**Material shown:**
[Start of section]
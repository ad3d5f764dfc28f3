//! End-to-end tests: generation thread -> ring -> push backend -> sink.
//!
//! The push backend is the deterministic headless path, so these tests
//! exercise the real engine threads without needing an audio device.

use std::sync::{Arc, Mutex};
use std::thread;
use std::time::Duration;

use tinyaudio::engine::backend::{PushBackend, PushSink, SilentSink, WavSink};
use tinyaudio::engine::{PlaybackEngine, SessionState};
use tinyaudio::error::AudioError;
use tinyaudio::synth::{sample_to_i16, ToneGenerator};
use tinyaudio::EngineConfig;

/// Sink that appends everything it receives to a shared vector.
struct CollectSink {
    samples: Arc<Mutex<Vec<f32>>>,
}

impl PushSink for CollectSink {
    fn write(&mut self, interleaved: &[f32]) -> Result<(), AudioError> {
        self.samples.lock().unwrap().extend_from_slice(interleaved);
        Ok(())
    }
}

fn wait_until(mut done: impl FnMut() -> bool) {
    for _ in 0..1000 {
        if done() {
            return;
        }
        thread::sleep(Duration::from_millis(5));
    }
    panic!("condition not reached within timeout");
}

#[test]
fn tone_flows_end_to_end_in_order() {
    let config = EngineConfig {
        ring_frames: 4096,
        chunk_frames: 256,
        ..EngineConfig::default()
    };

    let samples = Arc::new(Mutex::new(Vec::new()));
    let sink = CollectSink {
        samples: Arc::clone(&samples),
    };
    let backend = Arc::new(PushBackend::new(sink, config.chunk_frames));
    let engine = PlaybackEngine::new(config.clone(), backend);

    engine.start().unwrap();
    wait_until(|| samples.lock().unwrap().len() >= 8192);
    engine.stop().unwrap();
    engine.close().unwrap();

    // The collected stream must be the generator's output verbatim: same
    // values, same order, no dropped or duplicated frames
    let collected = samples.lock().unwrap();
    let mut expected = vec![0.0_f32; 8192];
    let mut generator = ToneGenerator::new(
        config.tone,
        config.format.sample_rate_hz,
        config.format.channel_count,
    );
    generator.fill(&mut expected);
    assert_eq!(&collected[..8192], &expected[..]);

    // The push loop waits for full chunks instead of padding silence
    assert_eq!(engine.underrun_frames(), 0);
    assert!(engine.frames_rendered() >= 8192);
}

#[test]
fn wav_render_matches_generator_output() {
    let path = std::env::temp_dir().join(format!("tinyaudio_render_{}.wav", std::process::id()));
    let config = EngineConfig {
        ring_frames: 4096,
        chunk_frames: 256,
        ..EngineConfig::default()
    };

    let sink = WavSink::create(&path, &config.format).unwrap();
    let backend = Arc::new(PushBackend::new(sink, config.chunk_frames));
    let engine = PlaybackEngine::new(config.clone(), backend);

    engine.start().unwrap();
    wait_until(|| engine.frames_rendered() >= 4410); // 100 ms of audio
    engine.stop().unwrap();
    engine.close().unwrap();

    let mut reader = hound::WavReader::open(&path).unwrap();
    let spec = reader.spec();
    assert_eq!(spec.channels, 1);
    assert_eq!(spec.sample_rate, 44_100);
    assert_eq!(spec.bits_per_sample, 16);

    let rendered: Vec<i16> = reader.samples::<i16>().map(|s| s.unwrap()).collect();
    assert!(rendered.len() >= 4410);

    let mut expected = vec![0.0_f32; 1024];
    let mut generator = ToneGenerator::new(
        config.tone,
        config.format.sample_rate_hz,
        config.format.channel_count,
    );
    generator.fill(&mut expected);
    for (i, &sample) in expected.iter().enumerate() {
        assert_eq!(rendered[i], sample_to_i16(sample), "sample {} differs", i);
    }

    let _ = std::fs::remove_file(&path);
}

#[test]
fn silent_sink_session_renders_and_reports_consumed_sink() {
    let config = EngineConfig::default();
    let sink = SilentSink::new(&config.format);
    let backend = Arc::new(PushBackend::new(sink, config.chunk_frames));
    let engine = PlaybackEngine::new(config, backend);

    engine.start().unwrap();
    assert_eq!(engine.state(), SessionState::Running);
    wait_until(|| engine.frames_rendered() > 0);
    engine.stop().unwrap();

    // A push sink is consumed by its first run; a restart must fail
    // cleanly instead of producing a silent zombie session
    assert!(matches!(
        engine.start(),
        Err(AudioError::DeviceUnavailable { .. })
    ));
    engine.close().unwrap();
    assert_eq!(engine.state(), SessionState::Closed);
}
[End of section]
Copy out the whole listing above, leaving each line exactly as it stands.

**Answer to this task:**
repository ad3d5f764dfc28f3
//! End-to-end tests: generation thread -> ring -> push backend -> sink.
//!
//! The push backend is the deterministic headless path, so these tests
//! exercise the real engine threads without needing an audio device.

use std::sync::{Arc, Mutex};
use std::thread;
use std::time::Duration;

use tinyaudio::engine::backend::{PushBackend, PushSink, SilentSink, WavSink};
use tinyaudio::engine::{PlaybackEngine, SessionState};
use tinyaudio::error::AudioError;
use tinyaudio::synth::{sample_to_i16, ToneGenerator};
use tinyaudio::EngineConfig;

/// Sink that appends everything it receives to a shared vector.
struct CollectSink {
    samples: Arc<Mutex<Vec<f32>>>,
}

impl PushSink for CollectSink {
    fn write(&mut self, interleaved: &[f32]) -> Result<(), AudioError> {
        self.samples.lock().unwrap().extend_from_slice(interleaved);
        Ok(())
    }
}

fn wait_until(mut done: impl FnMut() -> bool) {
    for _ in 0..1000 {
        if done() {
            return;
        }
        thread::sleep(Duration::from_millis(5));
    }
    panic!("condition not reached within timeout");
}

#[test]
fn tone_flows_end_to_end_in_order() {
    let config = EngineConfig {
        ring_frames: 4096,
        chunk_frames: 256,
        ..EngineConfig::default()
    };

    let samples = Arc::new(Mutex::new(Vec::new()));
    let sink = CollectSink {
        samples: Arc::clone(&samples),
    };
    let backend = Arc::new(PushBackend::new(sink, config.chunk_frames));
    let engine = PlaybackEngine::new(config.clone(), backend);

    engine.start().unwrap();
    wait_until(|| samples.lock().unwrap().len() >= 8192);
    engine.stop().unwrap();
    engine.close().unwrap();

    // The collected stream must be the generator's output verbatim: same
    // values, same order, no dropped or duplicated frames
    let collected = samples.lock().unwrap();
    let mut expected = vec![0.0_f32; 8192];
    let mut generator = ToneGenerator::new(
        config.tone,
        config.format.sample_rate_hz,
        config.format.channel_count,
    );
    generator.fill(&mut expected);
    assert_eq!(&collected[..8192], &expected[..]);

    // The push loop waits for full chunks instead of padding silence
    assert_eq!(engine.underrun_frames(), 0);
    assert!(engine.frames_rendered() >= 8192);
}

#[test]
fn wav_render_matches_generator_output() {
    let path = std::env::temp_dir().join(format!("tinyaudio_render_{}.wav", std::process::id()));
    let config = EngineConfig {
        ring_frames: 4096,
        chunk_frames: 256,
        ..EngineConfig::default()
    };

    let sink = WavSink::create(&path, &config.format).unwrap();
    let backend = Arc::new(PushBackend::new(sink, config.chunk_frames));
    let engine = PlaybackEngine::new(config.clone(), backend);

    engine.start().unwrap();
    wait_until(|| engine.frames_rendered() >= 4410); // 100 ms of audio
    engine.stop().unwrap();
    engine.close().unwrap();

    let mut reader = hound::WavReader::open(&path).unwrap();
    let spec = reader.spec();
    assert_eq!(spec.channels, 1);
    assert_eq!(spec.sample_rate, 44_100);
    assert_eq!(spec.bits_per_sample, 16);

    let rendered: Vec<i16> = reader.samples::<i16>().map(|s| s.unwrap()).collect();
    assert!(rendered.len() >= 4410);

    let mut expected = vec![0.0_f32; 1024];
    let mut generator = ToneGenerator::new(
        config.tone,
        config.format.sample_rate_hz,
        config.format.channel_count,
    );
    generator.fill(&mut expected);
    for (i, &sample) in expected.iter().enumerate() {
        assert_eq!(rendered[i], sample_to_i16(sample), "sample {} differs", i);
    }

    let _ = std::fs::remove_file(&path);
}

#[test]
fn silent_sink_session_renders_and_reports_consumed_sink() {
    let config = EngineConfig::default();
    let sink = SilentSink::new(&config.format);
    let backend = Arc::new(PushBackend::new(sink, config.chunk_frames));
    let engine = PlaybackEngine::new(config, backend);

    engine.start().unwrap();
    assert_eq!(engine.state(), SessionState::Running);
    wait_until(|| engine.frames_rendered() > 0);
    engine.stop().unwrap();

    // A push sink is consumed by its first run; a restart must fail
    // cleanly instead of producing a silent zombie session
    assert!(matches!(
        engine.start(),
        Err(AudioError::DeviceUnavailable { .. })
    ));
    engine.close().unwrap();
    assert_eq!(engine.state(), SessionState::Closed);
}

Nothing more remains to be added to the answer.